Given the heterogeneity of EH and the well-documented heritability of BP, the rationale to pursue a genetic hypothesis, namely that variation at a given locus contributes to individual susceptibility to EH, is that, by addressing actual causal determinants of these inherited tendencies, it will usher diagnostic and therapeutic means that afford targeting of individual disease mechanisms. Such causal, as opposed to symptomatic, therapy is the legitimate goal of personalized medicine. The analogy that, whereas antipyretic agents can control fever and pain caused by a bacterial infection, targeted antibiotics actually treat the cause of the disease can be extended to EH. The limitation of common antihypertensive agents is that, lacking knowledge of disease mechanism in any given individual, they may leave such factors unchecked, whether or not they do control BP.

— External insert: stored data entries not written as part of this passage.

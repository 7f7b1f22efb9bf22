//! Subcommand implementations and the pieces they share.

pub mod ask;
pub mod chat;
pub mod onboard;
pub mod status;

use anyhow::{Context, bail};
use clap::Args;
use fitcoach_agent::{Coach, TurnOptions, TurnSnapshot};
use fitcoach_config::{AppConfig, Language, Locale};
use fitcoach_core::agent::{LoopState, TurnResult};

/// Per-turn flags shared by `chat` and `ask`.
#[derive(Args, Debug, Clone, Default)]
pub struct TurnFlags {
    /// Response style: concise, normal, creative, or a custom style id
    #[arg(long)]
    pub style: Option<String>,

    /// Show the coach's reasoning before the answer
    #[arg(long)]
    pub reasoning: bool,

    /// Answer language (en, tr)
    #[arg(long)]
    pub language: Option<Language>,
}

impl TurnFlags {
    pub fn options(&self, config: &AppConfig) -> TurnOptions {
        let mut options = TurnOptions::from_config(config);
        if let Some(style) = &self.style {
            options = options.with_style(style.clone());
        }
        if self.reasoning {
            options = options.with_reasoning(true);
        }
        if let Some(language) = self.language {
            options = options.with_language(language);
        }
        options
    }
}

/// Load the config and wire a coach, failing early without credentials.
pub fn load_coach() -> anyhow::Result<Coach> {
    let config = AppConfig::load().context("Failed to load config")?;

    if !config.has_api_key() && config.provider.name != "ollama" {
        eprintln!();
        eprintln!("  ERROR: No API key configured!");
        eprintln!();
        eprintln!("  Set one of these environment variables:");
        eprintln!("    export GROQ_API_KEY='gsk_...'       (default provider)");
        eprintln!("    export OPENAI_API_KEY='sk-...'      (for OpenAI)");
        eprintln!("    export FITCOACH_API_KEY='...'       (any provider)");
        eprintln!();
        eprintln!("  Or add it to your config file:");
        eprintln!("    {}", AppConfig::config_dir().join("config.toml").display());
        eprintln!();
        bail!("No API key found. See above for setup instructions.");
    }

    Ok(Coach::from_config(config))
}

/// Render a finished turn for the terminal.
pub fn render_result(result: &TurnResult, show_reasoning: bool) -> String {
    let mut out = String::new();
    if show_reasoning {
        if let Some(trace) = &result.reasoning_trace {
            out.push_str("💭 ");
            out.push_str(trace);
            out.push_str("\n\n");
        }
    }
    if let Some(error) = &result.error {
        if result.answer_text.is_empty() {
            out.push_str(&format!("[Error] {error}"));
            return out;
        }
    }
    out.push_str(&result.answer_text);
    out
}

/// Turns a snapshot stream into incremental terminal output.
///
/// Only answer text is printed while the model is generating; a trace in
/// progress shows the localized "thinking" notice once.
pub struct StreamPrinter {
    printed: String,
    thinking_shown: bool,
    locale: &'static Locale,
}

impl StreamPrinter {
    pub fn new(language: Language) -> Self {
        Self {
            printed: String::new(),
            thinking_shown: false,
            locale: Locale::for_language(language),
        }
    }

    /// Text to write for this snapshot, if any.
    pub fn update(&mut self, snapshot: &TurnSnapshot) -> Option<String> {
        if let Some(result) = &snapshot.result {
            return self.finish(result);
        }
        if snapshot.state != LoopState::AwaitingModel {
            return None;
        }

        if snapshot.reasoning.is_incomplete() && snapshot.reasoning.answer().is_empty() {
            if self.thinking_shown {
                return None;
            }
            self.thinking_shown = true;
            return Some(format!("{}\n", self.locale.thinking));
        }

        let answer = snapshot.reasoning.answer();
        if answer.is_empty() || answer == self.printed {
            return None;
        }
        let delta = match answer.strip_prefix(self.printed.as_str()) {
            Some(rest) => rest.to_string(),
            None if self.printed.is_empty() => answer.to_string(),
            None => format!("\n{answer}"),
        };
        self.printed = answer.to_string();
        Some(delta)
    }

    fn finish(&mut self, result: &TurnResult) -> Option<String> {
        let answer = render_result(result, false);
        let out = if self.printed.trim() == answer.trim() {
            "\n".to_string()
        } else if self.printed.is_empty() {
            format!("{answer}\n")
        } else {
            format!("\n{answer}\n")
        };
        self.printed = answer;
        Some(out)
    }
}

Proceeding from detection of a gene at which individual variation predisposes to EH to identification of the underlying mechanism remains a daunting task, because proof must develop through molecular, cellular, organ, and whole-body levels to ultimately establish the link between individual genetic diversity and disease.¹² Furthermore, identifying the evolutionary mechanisms that account for such genetic diversity in present-day populations of the world remains a matter of considerable interest.

As we trace progress made along the AGT hypothesis, we must acknowledge the fact that, where multiple genes are likely to be involved, practical applications will ultimately require biological integration before delineation of specific interventions. Although we are years away from such integration, the resolution of individual factors remains a necessary prerequisite.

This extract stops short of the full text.